During this time, Iñaki Antón (“Uoho”), Fito's bandmate in Platero y Tú, suggested recording the songs the group performed. This led to the creation of A Puerta Cerrada (Behind Closed Doors), recorded in December 1997 and released on 23 October 1998, with the release date delayed so as not to coincide with Platero y Tú's tour. The album, produced by Antón, included Javier Alzola on saxophone and Arturo García providing percussion, and was recorded in just one week, with everyone playing at the same time and repeating the minimum necessary.

The album features an acoustic and intimate style, with touches of swing and blues, and has been described as "an acoustic Platero y Tú" due to its instrumental simplicity and introspective lyrics, which are more intimate than those Fito used to present in his main band. Among his most notable songs are “Rojitas las orejas” (Red Ears), his first single, “Mirando al cielo” (Looking at the Sky), “Trapos sucios” (Dirty Laundry), and “Trozos de cristal” (Pieces of Glass) with Robe. The repertoire, direct and without unnecessary embellishments, was well received by critics, who appreciated its honesty and creative urgency.

The promotion of A puerta cerrada began in November 1998 with performances in small venues, although in 1999 the band joined Extremoduro as their opening act on tour, which expanded their audience. By the end of the tour, the album had sold around 35,000 copies and eventually went double platinum.
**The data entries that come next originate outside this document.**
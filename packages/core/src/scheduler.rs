//! Multi-network polling orchestrator.
//!
//! Drives the main loop: every tick, each network that is due gets its own
//! poll task with a deadline of its interval minus the safety margin. A
//! task routes its outcome into the history store and the alert engine as
//! soon as it completes, so a slow network never holds up a fast one. A
//! separate timer writes history snapshots.
//!
//! Lifecycle: `Idle -> Running -> ShuttingDown -> Stopped`. On shutdown no
//! new polls are scheduled, in-flight polls get a grace period and are then
//! aborted, and a final snapshot is flushed.

use std::collections::BTreeMap;
use std::sync::Arc;
use std::time::Duration;

use serde::Serialize;
use tokio::sync::{mpsc, watch, Mutex, OwnedMutexGuard};
use tokio::task::JoinSet;
use tokio::time::{self, Instant, MissedTickBehavior};

use crate::alerts::AlertEngine;
use crate::clock::Clock;
use crate::config::{Config, ConfigError, NetworkConfig};
use crate::fees::types::{wei_to_gwei, AlertEvent, GasSample, Percentile};
use crate::metrics::AppMetrics;
use crate::persistence::SnapshotWriter;
use crate::poller::{Degraded, NetworkPoller, PollOutcome, PollerSettings};
use crate::services::rpc::RpcTransport;
use crate::shutdown::ShutdownSignal;
use crate::store::HistoryStore;

#[derive(Debug, Clone, Copy, PartialEq, Eq, Serialize)]
#[serde(rename_all = "snake_case")]
pub enum OrchestratorState {
    Idle,
    Running,
    ShuttingDown,
    Stopped,
}

/// Everything the orchestrator does not build itself.
pub struct Collaborators {
    pub transport: Arc<dyn RpcTransport>,
    pub clock: Arc<dyn Clock>,
    pub metrics: Arc<AppMetrics>,
    /// Receives every emitted alert exactly once.
    pub alerts: mpsc::UnboundedSender<AlertEvent>,
    /// `None` disables snapshot writes.
    pub snapshot_writer: Option<Arc<SnapshotWriter>>,
}

/// Read-only handle for the HTTP layer and other observers.
#[derive(Clone)]
pub struct MonitorView {
    pub networks: Arc<BTreeMap<String, NetworkConfig>>,
    pub store: Arc<HistoryStore>,
    pub metrics: Arc<AppMetrics>,
    pub percentile: Percentile,
    pub include_l1_surcharge: bool,
    pub clock: Arc<dyn Clock>,
    state: watch::Receiver<OrchestratorState>,
}

impl MonitorView {
    pub fn state(&self) -> OrchestratorState {
        *self.state.borrow()
    }
}

struct NetworkSlot {
    key: String,
    interval: Duration,
    next_due: Instant,
    poller: Arc<Mutex<NetworkPoller>>,
}

/// Shared by every poll task: where a finished poll's outcome goes.
#[derive(Clone)]
struct CycleSink {
    store: Arc<HistoryStore>,
    alerts: Arc<AlertEngine>,
    alert_tx: mpsc::UnboundedSender<AlertEvent>,
    metrics: Arc<AppMetrics>,
}

impl CycleSink {
    fn record(&self, key: &str, outcome: &PollOutcome) {
        match outcome {
            PollOutcome::Sample(sample) => self.record_sample(sample),
            PollOutcome::Degraded(degraded) => self.record_degraded(key, degraded),
        }
    }

    fn record_sample(&self, sample: &GasSample) {
        if !self.store.append(sample.clone()) {
            return;
        }
        self.metrics
            .samples_stored
            .with_label_values(&[&sample.network])
            .set(self.store.len(&sample.network) as f64);
        self.metrics
            .latest_fee_gwei
            .with_label_values(&[&sample.network])
            .set(wei_to_gwei(self.alerts.representative_fee(sample)));

        if let Some(event) = self.alerts.evaluate(sample) {
            if self.alert_tx.send(event).is_err() {
                tracing::warn!(network = %sample.network, "Alert channel closed; event dropped");
            }
        }
    }

    fn record_degraded(&self, key: &str, degraded: &Degraded) {
        self.metrics.degraded_cycles_total.with_label_values(&[key]).inc();
        tracing::warn!(
            network = %key,
            attempts = degraded.attempts,
            "Degraded cycle, no sample: {}",
            degraded.reason
        );
    }
}

pub struct Orchestrator {
    networks: Arc<BTreeMap<String, NetworkConfig>>,
    slots: Vec<NetworkSlot>,
    sink: CycleSink,
    snapshot_writer: Option<Arc<SnapshotWriter>>,
    state: watch::Sender<OrchestratorState>,
    tick: Duration,
    safety_margin: Duration,
    save_interval: Duration,
    shutdown_grace: Duration,
    percentile: Percentile,
    include_l1_surcharge: bool,
    clock: Arc<dyn Clock>,
}

impl Orchestrator {
    pub fn new(config: &Config, deps: Collaborators) -> Result<Self, ConfigError> {
        let networks = Arc::new(config.networks.clone());
        let settings = PollerSettings::from(&config.monitor);

        let store = Arc::new(HistoryStore::new(
            networks.keys().cloned(),
            config.monitor.retention,
            deps.clock.clone(),
        ));
        let alerts = Arc::new(AlertEngine::new(
            networks.values(),
            &config.alerts,
            deps.clock.clone(),
            deps.metrics.clone(),
        ));

        let now = Instant::now();
        let mut slots = Vec::with_capacity(networks.len());
        for network in networks.values() {
            let poller = NetworkPoller::new(
                Arc::new(network.clone()),
                deps.transport.clone(),
                settings.clone(),
                deps.clock.clone(),
                deps.metrics.clone(),
            )?;
            slots.push(NetworkSlot {
                key: network.key.clone(),
                interval: network.poll_interval,
                next_due: now,
                poller: Arc::new(Mutex::new(poller)),
            });
        }

        let tick = networks
            .values()
            .map(|network| network.poll_interval)
            .chain(std::iter::once(config.monitor.check_interval))
            .min()
            .unwrap_or(config.monitor.check_interval);

        let (state, _) = watch::channel(OrchestratorState::Idle);

        Ok(Self {
            networks,
            slots,
            sink: CycleSink {
                store,
                alerts,
                alert_tx: deps.alerts,
                metrics: deps.metrics,
            },
            snapshot_writer: deps.snapshot_writer,
            state,
            tick,
            safety_margin: config.monitor.cycle_safety_margin,
            save_interval: config.persistence.save_interval,
            shutdown_grace: config.monitor.shutdown_grace,
            percentile: config.alerts.percentile,
            include_l1_surcharge: config.alerts.include_l1_surcharge,
            clock: deps.clock,
        })
    }

    pub fn state(&self) -> OrchestratorState {
        *self.state.borrow()
    }

    pub fn subscribe_state(&self) -> watch::Receiver<OrchestratorState> {
        self.state.subscribe()
    }

    pub fn store(&self) -> Arc<HistoryStore> {
        self.sink.store.clone()
    }

    pub fn alert_engine(&self) -> Arc<AlertEngine> {
        self.sink.alerts.clone()
    }

    pub fn view(&self) -> MonitorView {
        MonitorView {
            networks: self.networks.clone(),
            store: self.sink.store.clone(),
            metrics: self.sink.metrics.clone(),
            percentile: self.percentile,
            include_l1_surcharge: self.include_l1_surcharge,
            clock: self.clock.clone(),
            state: self.state.subscribe(),
        }
    }

    fn set_state(&self, next: OrchestratorState) {
        let previous = self.state.send_replace(next);
        if previous != next {
            tracing::info!("Orchestrator {:?} -> {:?}", previous, next);
        }
    }

    /// Run until `shutdown` fires, then drain, flush and stop.
    pub async fn run(&mut self, shutdown: ShutdownSignal) {
        if self.state() != OrchestratorState::Idle {
            tracing::warn!("Orchestrator already started; ignoring run()");
            return;
        }
        self.set_state(OrchestratorState::Running);
        tracing::info!(
            "Gas monitoring started ({} networks, tick {}s)",
            self.slots.len(),
            self.tick.as_secs_f64()
        );

        let mut ticker = time::interval(self.tick);
        ticker.set_missed_tick_behavior(MissedTickBehavior::Skip);
        let mut snapshots = time::interval_at(Instant::now() + self.save_interval, self.save_interval);
        snapshots.set_missed_tick_behavior(MissedTickBehavior::Delay);
        let mut in_flight = JoinSet::new();

        loop {
            tokio::select! {
                _ = shutdown.wait() => break,

                _ = ticker.tick() => {
                    self.dispatch_due(&mut in_flight);
                }

                _ = snapshots.tick() => {
                    self.write_snapshot().await;
                }

                Some(joined) = in_flight.join_next(), if !in_flight.is_empty() => {
                    if let Err(err) = joined {
                        tracing::error!("Poll task failed: {}", err);
                    }
                }
            }
        }

        self.set_state(OrchestratorState::ShuttingDown);
        self.drain(&mut in_flight).await;
        self.write_snapshot().await;
        self.set_state(OrchestratorState::Stopped);
        tracing::info!("Gas monitoring stopped cleanly");
    }

    /// Poll every network once, concurrently, and wait for all of them.
    ///
    /// Each outcome is recorded as soon as its own poll finishes.
    pub async fn poll_all(&self) -> BTreeMap<String, PollOutcome> {
        let mut tasks = JoinSet::new();
        for slot in &self.slots {
            let poller = slot.poller.clone().lock_owned().await;
            let deadline = Instant::now() + slot.interval.saturating_sub(self.safety_margin);
            let sink = self.sink.clone();
            let key = slot.key.clone();
            tasks.spawn(async move {
                let outcome = poll_network(poller, deadline, &sink).await;
                (key, outcome)
            });
        }

        let mut outcomes = BTreeMap::new();
        while let Some(joined) = tasks.join_next().await {
            match joined {
                Ok((key, outcome)) => {
                    outcomes.insert(key, outcome);
                }
                Err(err) => tracing::error!("Poll task failed: {}", err),
            }
        }
        outcomes
    }

    fn dispatch_due(&mut self, in_flight: &mut JoinSet<()>) {
        let now = Instant::now();
        for slot in self.slots.iter_mut().filter(|slot| slot.next_due <= now) {
            slot.next_due = now + slot.interval;
            let Ok(poller) = slot.poller.clone().try_lock_owned() else {
                tracing::warn!(network = %slot.key, "Previous poll still running; skipping cycle");
                continue;
            };
            let deadline = now + slot.interval.saturating_sub(self.safety_margin);
            let sink = self.sink.clone();
            in_flight.spawn(async move {
                poll_network(poller, deadline, &sink).await;
            });
        }
    }

    async fn drain(&self, in_flight: &mut JoinSet<()>) {
        if in_flight.is_empty() {
            return;
        }
        let pending = in_flight.len();
        let finished = time::timeout(self.shutdown_grace, async {
            while in_flight.join_next().await.is_some() {}
        })
        .await;

        if finished.is_err() {
            tracing::warn!(
                "{} of {} in-flight polls still running after {}s grace; aborting",
                in_flight.len(),
                pending,
                self.shutdown_grace.as_secs()
            );
            in_flight.abort_all();
            while in_flight.join_next().await.is_some() {}
        }
    }

    /// Write a snapshot; failures are logged and counted, never fatal.
    pub async fn write_snapshot(&self) {
        let Some(writer) = &self.snapshot_writer else {
            return;
        };
        let snapshot = self.sink.store.snapshot();
        match writer.write(&snapshot).await {
            Ok(()) => self.sink.metrics.snapshot_writes_total.inc(),
            Err(err) => {
                self.sink.metrics.snapshot_errors_total.inc();
                tracing::error!("Failed to save history snapshot: {}", err);
            }
        }
    }
}

/// Polls and records while holding the poller, so outcomes of one network
/// are recorded in completion order.
async fn poll_network(
    mut poller: OwnedMutexGuard<NetworkPoller>,
    deadline: Instant,
    sink: &CycleSink,
) -> PollOutcome {
    let outcome = poller.poll(deadline).await;
    sink.record(&poller.network().key, &outcome);
    outcome
}
//! Starting values and search windows for the kinetic parameters.
//!
//! Guesses are derived from the prepared data alone:
//!
//! - `k_cat`: steepest observed substrate slope divided by the enzyme concentration
//! - `K_m`: half of the largest initial substrate concentration
//! - `K_ic`, `K_iu`: same as `K_m`
//! - `K_ie`: rate constant of a 60 minute half-life, expressed in the data's time unit
//!
//! Bounds are multiplicative windows around each guess.

use std::collections::BTreeMap;
use std::f64::consts::LN_2;

use ndarray::{Array1, Array2};
use serde::{Deserialize, Serialize};

use crate::data::measurement::TimeUnit;
use crate::parameter::ParameterName;

/// Half-life prior of the enzyme inactivation, in minutes
pub const DEFAULT_HALF_LIFE_MINUTES: f64 = 60.0;

/// Used when the data show no substrate turnover at all
const FALLBACK_K_CAT: f64 = 1e-6;
/// Used when every initial substrate concentration is zero
const FALLBACK_K_M: f64 = 1.0;

/// A starting value with its admissible interval
#[derive(Debug, Clone, Copy, PartialEq, Serialize, Deserialize)]
pub struct InitialGuess {
    pub value: f64,
    pub lower: f64,
    pub upper: f64,
}

impl InitialGuess {
    /// Builds the window `[value / below, value * above]`
    pub fn windowed(value: f64, below: f64, above: f64) -> Self {
        Self {
            value,
            lower: value / below,
            upper: value * above,
        }
    }
}

/// Multiplicative window `(below, above)` used for each parameter
pub fn bound_window(name: ParameterName) -> (f64, f64) {
    match name {
        ParameterName::KCat => (100.0, 10.0),
        ParameterName::Km => (1000.0, 10.0),
        ParameterName::Kic => (100.0, 5.0),
        ParameterName::Kiu => (100.0, 10.0),
        ParameterName::Kie => (50.0, 50.0),
    }
}

/// Initial guesses for every known kinetic parameter
#[derive(Debug, Clone, PartialEq, Serialize, Deserialize)]
pub struct InitialGuesses {
    guesses: BTreeMap<ParameterName, InitialGuess>,
}

impl InitialGuesses {
    /// Creates guesses from point values, applying the standard bound windows
    pub fn from_values(values: impl IntoIterator<Item = (ParameterName, f64)>) -> Self {
        let guesses = values
            .into_iter()
            .map(|(name, value)| {
                let (below, above) = bound_window(name);
                (name, InitialGuess::windowed(value, below, above))
            })
            .collect();

        Self { guesses }
    }

    /// Derives guesses from stacked substrate data.
    ///
    /// # Arguments
    ///
    /// * `substrate` - Substrate concentrations, one row per sample
    /// * `time` - Time points matching `substrate`
    /// * `enzyme` - Initial enzyme concentration of each sample
    /// * `initial_substrate` - Initial substrate concentration of each sample
    /// * `time_unit` - Unit of `time`
    pub fn from_data(
        substrate: &Array2<f64>,
        time: &Array2<f64>,
        enzyme: &Array1<f64>,
        initial_substrate: &Array1<f64>,
        time_unit: TimeUnit,
    ) -> Self {
        let k_cat = estimate_k_cat(substrate, time, enzyme);
        let k_m = estimate_k_m(initial_substrate);
        let k_ie = LN_2 / (DEFAULT_HALF_LIFE_MINUTES * time_unit.per_minute());

        Self::from_values([
            (ParameterName::KCat, k_cat),
            (ParameterName::Km, k_m),
            (ParameterName::Kic, k_m),
            (ParameterName::Kiu, k_m),
            (ParameterName::Kie, k_ie),
        ])
    }

    pub fn get(&self, name: ParameterName) -> Option<&InitialGuess> {
        self.guesses.get(&name)
    }

    /// Replaces the guess of a single parameter
    pub fn set(&mut self, name: ParameterName, guess: InitialGuess) {
        self.guesses.insert(name, guess);
    }

    pub fn iter(&self) -> impl Iterator<Item = (&ParameterName, &InitialGuess)> {
        self.guesses.iter()
    }
}

impl Default for InitialGuesses {
    /// Unit guesses, useful when only simulating
    fn default() -> Self {
        Self::from_values(ParameterName::ALL.map(|name| (name, 1.0)))
    }
}

/// Largest absolute finite slope per unit enzyme over all samples and intervals
fn estimate_k_cat(substrate: &Array2<f64>, time: &Array2<f64>, enzyme: &Array1<f64>) -> f64 {
    let mut best = 0.0_f64;

    for ((s_row, t_row), e0) in substrate
        .outer_iter()
        .zip(time.outer_iter())
        .zip(enzyme.iter())
    {
        for i in 1..s_row.len() {
            let rate = ((s_row[i] - s_row[i - 1]) / (t_row[i] - t_row[i - 1])).abs() / e0;
            if rate.is_finite() && rate > best {
                best = rate;
            }
        }
    }

    if best > 0.0 {
        best
    } else {
        FALLBACK_K_CAT
    }
}

fn estimate_k_m(initial_substrate: &Array1<f64>) -> f64 {
    let max = initial_substrate
        .iter()
        .copied()
        .filter(|s| s.is_finite())
        .fold(0.0_f64, f64::max);

    if max > 0.0 {
        max / 2.0
    } else {
        FALLBACK_K_M
    }
}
===2001–2005: Second lineup and Platero y Tú's breakup===
While Platero y Tú was finishing up its last tour in 2001, Fito & Fitipaldis released their second album, Los Sueños Locos (Crazy Dreams). In 2002, a special edition of the album was released with several live tracks. Electric guitars and rock and roll reappeared on this second album, although with a very personal style that Fito had been developing over the previous years. One of the characteristics of the artist's solo project was the combination of multiple styles and sounds, which allowed him to reach a wider audience. Ultimately, this album also went platinum.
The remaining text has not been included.